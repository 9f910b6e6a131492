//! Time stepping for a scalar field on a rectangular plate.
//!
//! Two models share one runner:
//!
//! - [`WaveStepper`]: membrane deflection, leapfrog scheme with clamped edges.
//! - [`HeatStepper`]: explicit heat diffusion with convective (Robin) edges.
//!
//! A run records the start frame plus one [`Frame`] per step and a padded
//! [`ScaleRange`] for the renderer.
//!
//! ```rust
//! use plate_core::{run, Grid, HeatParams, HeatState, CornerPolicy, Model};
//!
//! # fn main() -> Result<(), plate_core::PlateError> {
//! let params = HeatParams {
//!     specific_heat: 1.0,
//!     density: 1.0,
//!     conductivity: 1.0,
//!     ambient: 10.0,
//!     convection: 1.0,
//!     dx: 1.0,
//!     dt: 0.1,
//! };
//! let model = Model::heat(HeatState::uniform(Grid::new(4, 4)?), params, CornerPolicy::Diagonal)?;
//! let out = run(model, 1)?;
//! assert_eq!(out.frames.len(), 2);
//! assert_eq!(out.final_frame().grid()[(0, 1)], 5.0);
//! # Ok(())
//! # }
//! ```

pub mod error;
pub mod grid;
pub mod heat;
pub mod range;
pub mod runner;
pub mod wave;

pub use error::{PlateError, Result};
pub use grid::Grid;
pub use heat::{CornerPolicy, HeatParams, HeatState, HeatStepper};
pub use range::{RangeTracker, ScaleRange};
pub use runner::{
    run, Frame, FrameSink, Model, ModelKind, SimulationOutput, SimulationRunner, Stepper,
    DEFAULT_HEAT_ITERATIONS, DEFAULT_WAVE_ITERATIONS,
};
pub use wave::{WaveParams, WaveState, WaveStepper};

**WORK TO BE COMPLETED:**
Your task is to reproduce all the data exactly as shown.

**RESULT FOR THIS TASK:**
repository 9f910b6e6a131492
//! Time stepping for a scalar field on a rectangular plate.
//!
//! Two models share one runner:
//!
//! - [`WaveStepper`]: membrane deflection, leapfrog scheme with clamped edges.
//! - [`HeatStepper`]: explicit heat diffusion with convective (Robin) edges.
//!
//! A run records the start frame plus one [`Frame`] per step and a padded
//! [`ScaleRange`] for the renderer.
//!
//! ```rust
//! use plate_core::{run, Grid, HeatParams, HeatState, CornerPolicy, Model};
//!
//! # fn main() -> Result<(), plate_core::PlateError> {
//! let params = HeatParams {
//!     specific_heat: 1.0,
//!     density: 1.0,
//!     conductivity: 1.0,
//!     ambient: 10.0,
//!     convection: 1.0,
//!     dx: 1.0,
//!     dt: 0.1,
//! };
//! let model = Model::heat(HeatState::uniform(Grid::new(4, 4)?), params, CornerPolicy::Diagonal)?;
//! let out = run(model, 1)?;
//! assert_eq!(out.frames.len(), 2);
//! assert_eq!(out.final_frame().grid()[(0, 1)], 5.0);
//! # Ok(())
//! # }
//! ```

pub mod error;
pub mod grid;
pub mod heat;
pub mod range;
pub mod runner;
pub mod wave;

pub use error::{PlateError, Result};
pub use grid::Grid;
pub use heat::{CornerPolicy, HeatParams, HeatState, HeatStepper};
pub use range::{RangeTracker, ScaleRange};
pub use runner::{
    run, Frame, FrameSink, Model, ModelKind, SimulationOutput, SimulationRunner, Stepper,
    DEFAULT_HEAT_ITERATIONS, DEFAULT_WAVE_ITERATIONS,
};
pub use wave::{WaveParams, WaveState, WaveStepper};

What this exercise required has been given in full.